_Work instructions_
For this exercise, return the line containing "as Arc<dyn Transport>)" and every line after it through the end of the records below, without alteration.

____ Task material

#![allow(dead_code)] // https://github.com/rust-lang/rust/issues/46379

use async_trait::async_trait;
use chrono::{SecondsFormat, TimeZone, Utc};
use rdrive::{
    auth::Credentials, Body, Config, Drive, HttpRequest, HttpResponse, Transport, Urls,
    FOLDER_MIME_TYPE,
};
use reqwest::Method;
use serde_json::{json, Value};
use std::collections::{BTreeMap, HashMap};
use std::path::PathBuf;
use std::sync::{Arc, Mutex};
use url::Url;

pub const BASE_URL: &str = "https://fake.drive.test/";
pub const ACCESS_TOKEN: &str = "fake-access-token";

/// A file as stored by [`FakeDrive`].
#[derive(Debug, Clone, PartialEq, Eq)]
pub struct StoredFile {
    pub id: String,
    pub name: String,
    pub mime_type: String,
    pub description: Option<String>,
    pub parents: Vec<String>,
    pub content: Vec<u8>,
    pub trashed: bool,
    pub created_time: String,
    pub modified_time: String,
}

impl StoredFile {
    fn is_folder(&self) -> bool {
        self.mime_type == FOLDER_MIME_TYPE
    }

    fn resource(&self) -> Value {
        json!({
            "kind": "drive#file",
            "id": self.id,
            "name": self.name,
            "mimeType": self.mime_type,
            "parents": self.parents,
            "createdTime": self.created_time,
            "modifiedTime": self.modified_time,
            "size": self.content.len().to_string(),
        })
    }

    fn matches(&self, clause: &Clause) -> bool {
        match clause {
            Clause::MimeType(v) => &self.mime_type == v,
            Clause::NotMimeType(v) => &self.mime_type != v,
            Clause::InParents(v) => self.parents.contains(v),
            Clause::NameContains(v) => self.name.contains(v.as_str()),
            Clause::NameEq(v) => &self.name == v,
            Clause::FullText(v) => {
                self.name.contains(v.as_str())
                    || String::from_utf8_lossy(&self.content).contains(v.as_str())
            }
            Clause::Trashed => self.trashed,
            Clause::Time { field, op, value } => {
                let actual = match field.as_str() {
                    "modifiedTime" => &self.modified_time,
                    _ => &self.created_time,
                };
                match op.as_str() {
                    "=" => actual == value,
                    ">" => actual > value,
                    ">=" => actual >= value,
                    "<" => actual < value,
                    _ => actual <= value,
                }
            }
        }
    }
}

#[derive(Debug, Clone, PartialEq, Eq)]
enum Clause {
    MimeType(String),
    NotMimeType(String),
    InParents(String),
    NameContains(String),
    NameEq(String),
    FullText(String),
    Trashed,
    Time {
        field: String,
        op: String,
        value: String,
    },
}

fn quoted(value: &str) -> Option<String> {
    value
        .strip_prefix('\'')
        .and_then(|v| v.strip_suffix('\''))
        .map(ToOwned::to_owned)
}

fn parse_clause(clause: &str) -> Option<Clause> {
    if let Some(v) = clause.strip_prefix("mimeType!=") {
        return quoted(v).map(Clause::NotMimeType);
    }
    if let Some(v) = clause.strip_prefix("mimeType=") {
        return quoted(v).map(Clause::MimeType);
    }
    if let Some(v) = clause.strip_suffix(" in parents") {
        return quoted(v).map(Clause::InParents);
    }
    if let Some(v) = clause.strip_prefix("name contains ") {
        return quoted(v).map(Clause::NameContains);
    }
    if let Some(v) = clause.strip_prefix("name = ") {
        return quoted(v).map(Clause::NameEq);
    }
    if let Some(v) = clause.strip_prefix("fullText contains ") {
        return quoted(v).map(Clause::FullText);
    }
    if clause == "trashed = true" {
        return Some(Clause::Trashed);
    }
    let mut parts = clause.splitn(3, ' ');
    let field = parts.next()?;
    let op = parts.next()?;
    let value = quoted(parts.next()?)?;
    if !matches!(field, "modifiedTime" | "createdTime")
        || !matches!(op, "=" | ">" | ">=" | "<" | "<=")
    {
        return None;
    }
    Some(Clause::Time {
        field: field.to_owned(),
        op: op.to_owned(),
        value,
    })
}

fn error(status: u16, message: &str) -> HttpResponse {
    HttpResponse::new(
        status,
        json!({
            "error": {
                "code": status,
                "message": message,
                "errors": [{ "domain": "global", "reason": "fake", "message": message }]
            }
        })
        .to_string(),
    )
}

fn ok(value: Value) -> HttpResponse {
    HttpResponse::new(200, value.to_string())
}

#[derive(Debug, Default)]
struct State {
    files: BTreeMap<String, StoredFile>,
    pages: HashMap<String, Vec<String>>,
    failures: HashMap<String, u16>,
    requests: Vec<HttpRequest>,
    counter: u64,
}

impl State {
    fn tick(&mut self) -> u64 {
        self.counter += 1;
        self.counter
    }

    fn timestamp(&mut self) -> String {
        let offset = self.tick() as i64;
        Utc.timestamp_opt(1_700_000_000 + offset, 0)
            .unwrap()
            .to_rfc3339_opts(SecondsFormat::Millis, true)
    }

    fn insert(
        &mut self,
        name: &str,
        mime_type: &str,
        parents: Vec<String>,
        content: Vec<u8>,
    ) -> StoredFile {
        let id = format!("id-{:04}", self.tick());
        let time = self.timestamp();
        let file = StoredFile {
            id: id.clone(),
            name: name.to_owned(),
            mime_type: mime_type.to_owned(),
            description: None,
            parents,
            content,
            trashed: false,
            created_time: time.clone(),
            modified_time: time,
        };
        self.files.insert(id, file.clone());
        file
    }
}

/// An in-memory Drive backend speaking the subset of the REST API used by this crate.
#[derive(Debug, Default)]
pub struct FakeDrive {
    state: Mutex<State>,
}

impl FakeDrive {
    pub fn new() -> Arc<Self> {
        Arc::new(Self::default())
    }

    /// Stores a folder directly, without going through the API.
    pub fn add_folder(&self, name: &str, parent: Option<&str>) -> StoredFile {
        let parents = parent.map(|v| vec![v.to_owned()]).unwrap_or_default();
        self.state
            .lock()
            .unwrap()
            .insert(name, FOLDER_MIME_TYPE, parents, Vec::new())
    }

    /// Stores a file directly, without going through the API.
    pub fn add_file(&self, name: &str, parent: Option<&str>, content: &[u8]) -> StoredFile {
        let parents = parent.map(|v| vec![v.to_owned()]).unwrap_or_default();
        self.state
            .lock()
            .unwrap()
            .insert(name, "text/plain", parents, content.to_vec())
    }

    pub fn trash(&self, id: &str) {
        if let Some(file) = self.state.lock().unwrap().files.get_mut(id) {
            file.trashed = true;
        }
    }

    /// Makes every request concerning `id` fail with `status`.
    pub fn fail_with(&self, id: &str, status: u16) {
        self.state
            .lock()
            .unwrap()
            .failures
            .insert(id.to_owned(), status);
    }

    pub fn get(&self, id: &str) -> Option<StoredFile> {
        self.state.lock().unwrap().files.get(id).cloned()
    }

    pub fn len(&self) -> usize {
        self.state.lock().unwrap().files.len()
    }

    pub fn requests(&self) -> Vec<HttpRequest> {
        self.state.lock().unwrap().requests.clone()
    }

    fn handle(&self, request: &HttpRequest) -> HttpResponse {
        if request.bearer.as_deref() != Some(ACCESS_TOKEN) {
            return error(401, "Request had invalid authentication credentials.");
        }
        let path = request.url.path().to_owned();
        let mut state = self.state.lock().unwrap();
        state.requests.push(request.clone());

        if path == "/upload/drive/v3/files" && request.method == Method::POST {
            return upload(&mut state, request);
        }
        let rest = match path.strip_prefix("/drive/v3/files") {
            Some(v) => v.trim_start_matches('/').to_owned(),
            None => return error(404, "Not Found"),
        };
        if let Some(status) = state.failures.get(&rest) {
            return error(*status, "Backend Error");
        }
        let method = &request.method;
        match rest.as_str() {
            "" if *method == Method::GET => list(&mut state, request),
            "" if *method == Method::POST => create(&mut state, request),
            "trash" if *method == Method::DELETE => {
                state.files.retain(|_, v| !v.trashed);
                HttpResponse::new(204, "")
            }
            id if *method == Method::GET => match state.files.get(id) {
                Some(file) if request.query_param("alt") == Some("media") => {
                    HttpResponse::new(200, file.content.clone())
                }
                Some(file) => ok(file.resource()),
                None => not_found(id),
            },
            id if *method == Method::PATCH => patch(&mut state, id, request),
            id if *method == Method::DELETE => match state.files.remove(id) {
                Some(_) => HttpResponse::new(204, ""),
                None => not_found(id),
            },
            _ => error(405, "Method Not Allowed"),
        }
    }
}

#[async_trait]
impl Transport for FakeDrive {
    async fn send(&self, request: HttpRequest) -> rdrive::Result<HttpResponse> {
        Ok(self.handle(&request))
    }
}

fn not_found(id: &str) -> HttpResponse {
    error(404, &format!("File not found: {}.", id))
}

fn list(state: &mut State, request: &HttpRequest) -> HttpResponse {
    let page_size = request
        .query_param("pageSize")
        .and_then(|v| v.parse::<usize>().ok())
        .unwrap_or(100);
    let remaining = match request.query_param("pageToken") {
        Some(token) => match state.pages.remove(token) {
            Some(ids) => ids,
            None => return error(400, "Invalid Value"),
        },
        None => {
            let mut clauses = Vec::new();
            if let Some(q) = request.query_param("q") {
                for clause in q.split(" and ") {
                    match parse_clause(clause) {
                        Some(v) => clauses.push(v),
                        None => return error(400, "Invalid Value"),
                    }
                }
            }
            let mut matching = state
                .files
                .values()
                .filter(|file| clauses.iter().all(|c| file.matches(c)))
                .collect::<Vec<_>>();
            for key in request
                .query_param("orderBy")
                .unwrap_or_default()
                .split(',')
                .filter(|v| !v.is_empty())
                .rev()
            {
                match key {
                    "name" => matching.sort_by(|a, b| a.name.cmp(&b.name)),
                    "createdTime" => matching.sort_by(|a, b| a.created_time.cmp(&b.created_time)),
                    "modifiedTime" => {
                        matching.sort_by(|a, b| a.modified_time.cmp(&b.modified_time))
                    }
                    "folder" => matching.sort_by_key(|v| !v.is_folder()),
                    _ => return error(400, "Invalid Value"),
                }
            }
            matching.into_iter().map(|v| v.id.clone()).collect()
        }
    };

    let mut remaining = remaining
        .into_iter()
        .filter(|id| state.files.contains_key(id))
        .collect::<Vec<_>>();
    let rest = remaining.split_off(page_size.min(remaining.len()));
    let mut body = json!({
        "kind": "drive#fileList",
        "incompleteSearch": false,
        "files": remaining
            .iter()
            .map(|id| state.files[id].resource())
            .collect::<Vec<_>>(),
    });
    if !rest.is_empty() {
        let token = format!("page-{}", state.tick());
        state.pages.insert(token.clone(), rest);
        body["nextPageToken"] = json!(token);
    }
    ok(body)
}

fn json_body(request: &HttpRequest) -> Value {
    match &request.body {
        Body::Json(v) => v.clone(),
        _ => json!({}),
    }
}

fn create(state: &mut State, request: &HttpRequest) -> HttpResponse {
    let body = json_body(request);
    let parents = body["parents"]
        .as_array()
        .map(|v| {
            v.iter()
                .filter_map(|v| v.as_str().map(ToOwned::to_owned))
                .collect()
        })
        .unwrap_or_default();
    let mut file = state.insert(
        body["name"].as_str().unwrap_or("Untitled"),
        body["mimeType"].as_str().unwrap_or("application/octet-stream"),
        parents,
        Vec::new(),
    );
    if let Some(description) = body["description"].as_str() {
        file.description = Some(description.to_owned());
        state.files.insert(file.id.clone(), file.clone());
    }
    ok(file.resource())
}

fn upload(state: &mut State, request: &HttpRequest) -> HttpResponse {
    if request.query_param("uploadType") != Some("media") {
        return error(400, "Invalid upload type");
    }
    match &request.body {
        Body::Bytes { content_type, data } => {
            let file = state.insert("Untitled", content_type, Vec::new(), data.to_vec());
            ok(file.resource())
        }
        _ => error(400, "Missing media"),
    }
}

fn patch(state: &mut State, id: &str, request: &HttpRequest) -> HttpResponse {
    let body = json_body(request);
    let time = state.timestamp();
    let file = match state.files.get_mut(id) {
        Some(v) => v,
        None => return not_found(id),
    };
    if let Some(name) = body["name"].as_str() {
        file.name = name.to_owned();
    }
    if let Some(description) = body["description"].as_str() {
        file.description = Some(description.to_owned());
    }
    if let Some(parent) = request.query_param("addParents") {
        if !file.parents.iter().any(|v| v == parent) {
            file.parents.push(parent.to_owned());
        }
    }
    file.modified_time = time;
    ok(file.resource())
}

pub fn config(fake: &Arc<FakeDrive>) -> Config {
    Config::builder()
        .credentials(Credentials::AccessToken(ACCESS_TOKEN.to_owned()))
        .urls(Urls::unofficial(Url::parse(BASE_URL).unwrap()).unwrap())
        .transport(Arc::clone(fake) as Arc<dyn Transport>)
        .build()
}

pub fn drive(fake: &Arc<FakeDrive>) -> Drive {
    Drive::new(config(fake))
}

/// Writes `content` to a fresh file in the temporary directory and returns its path.
pub async fn local_file(name: &str, content: &[u8]) -> PathBuf {
    let dir = std::env::temp_dir().join(format!("rdrive-test-{}-{}", std::process::id(), name));
    tokio::fs::create_dir_all(&dir).await.unwrap();
    let path = dir.join(name);
    tokio::fs::write(&path, content).await.unwrap();
    path
}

________

_Output for this exercise_
        .transport(Arc::clone(fake) as Arc<dyn Transport>)
        .build()
}

pub fn drive(fake: &Arc<FakeDrive>) -> Drive {
    Drive::new(config(fake))
}

/// Writes `content` to a fresh file in the temporary directory and returns its path.
pub async fn local_file(name: &str, content: &[u8]) -> PathBuf {
    let dir = std::env::temp_dir().join(format!("rdrive-test-{}-{}", std::process::id(), name));
    tokio::fs::create_dir_all(&dir).await.unwrap();
    let path = dir.join(name);
    tokio::fs::write(&path, content).await.unwrap();
    path
}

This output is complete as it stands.